Work to be completed – For the records below, the count of lines that hold "return" is required; give only that number.

(Provided material Opens)

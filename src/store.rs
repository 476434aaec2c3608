//! Record store: turns untyped tables from a data source into validated
//! donation and visit records.
//!
//! Malformed rows are rejected one by one and reported back with the accepted
//! records. Only a table that is unusable as a whole (missing a required
//! column, or with no acceptable rows at all) fails the load.

use std::collections::HashSet;

use tracing::debug;

use crate::dates;
use crate::error::{PipelineError, PipelineResult};
use crate::models::{DonationRecord, Loaded, RowRejection, VisitRecord};

pub const DONATIONS_DATASET: &str = "donations";
pub const VISITS_DATASET: &str = "visits";

/// Untyped rows as delivered by a data source. Every row holds one string
/// cell per column; absent cells are empty strings. Rows the source could not
/// decode at all are kept out of `rows` and listed in `rejections` under
/// their original 1-based row number.
#[derive(Debug, Clone, Default, PartialEq, Eq)]
pub struct RawTable {
    pub dataset: String,
    pub columns: Vec<String>,
    pub rows: Vec<Vec<String>>,
    pub rejections: Vec<RowRejection>,
}

impl RawTable {
    pub fn new(dataset: &str, columns: Vec<String>) -> Self {
        RawTable {
            dataset: dataset.to_string(),
            columns,
            rows: Vec::new(),
            rejections: Vec::new(),
        }
    }

    pub fn reject(&mut self, row: usize, reason: String) {
        self.rejections.push(RowRejection {
            dataset: self.dataset.clone(),
            row,
            reason,
        });
    }

    pub fn column_index(&self, name: &str) -> PipelineResult<usize> {
        self.columns
            .iter()
            .position(|column| column.trim() == name)
            .ok_or_else(|| {
                PipelineError::unavailable(&self.dataset, format!("missing column '{name}'"))
            })
    }
}

fn cell(row: &[String], index: usize) -> &str {
    row.get(index).map(|value| value.trim()).unwrap_or("")
}

pub fn load_donations(table: &RawTable) -> PipelineResult<Loaded<DonationRecord>> {
    let date_idx = table.column_index("date")?;
    let state_idx = table.column_index("state")?;
    let daily_idx = table.column_index("daily")?;

    load_rows(table, |row| {
        let date = dates::parse_date(cell(row, date_idx)).map_err(|err| err.to_string())?;
        let region = cell(row, state_idx);
        if region.is_empty() {
            return Err("empty state".to_string());
        }
        let raw_daily = cell(row, daily_idx);
        let daily = raw_daily
            .parse::<u64>()
            .map_err(|_| format!("daily count '{raw_daily}' is not a non-negative integer"))?;

        Ok(DonationRecord {
            date,
            region: region.to_string(),
            daily,
        })
    })
}

pub fn load_visits(table: &RawTable) -> PipelineResult<Loaded<VisitRecord>> {
    let date_idx = table.column_index("visit_date")?;
    let donor_idx = table.column_index("donor_id")?;

    load_rows(table, |row| {
        let visit_date = dates::parse_date(cell(row, date_idx)).map_err(|err| err.to_string())?;
        let donor_id = cell(row, donor_idx);
        if donor_id.is_empty() {
            return Err("empty donor_id".to_string());
        }

        Ok(VisitRecord {
            visit_date,
            donor_id: donor_id.to_string(),
        })
    })
}

fn load_rows<T>(
    table: &RawTable,
    parse: impl Fn(&[String]) -> Result<T, String>,
) -> PipelineResult<Loaded<T>> {
    let mut records = Vec::with_capacity(table.rows.len());
    let mut rejections = table.rejections.clone();
    let skipped: HashSet<usize> = table.rejections.iter().map(|r| r.row).collect();

    let mut number = 0;
    for row in &table.rows {
        number += 1;
        while skipped.contains(&number) {
            number += 1;
        }
        match parse(row) {
            Ok(record) => records.push(record),
            Err(reason) => rejections.push(RowRejection {
                dataset: table.dataset.clone(),
                row: number,
                reason,
            }),
        }
    }
    rejections.sort_by_key(|rejection| rejection.row);

    if records.is_empty() && !rejections.is_empty() {
        return Err(PipelineError::unavailable(
            &table.dataset,
            format!("all {} rows rejected", rejections.len()),
        ));
    }

    debug!(
        dataset = %table.dataset,
        accepted = records.len(),
        rejected = rejections.len(),
        "validated rows"
    );

    Ok(Loaded {
        records,
        rejections,
    })
}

(Provided material Closes)

Solution for this task – 3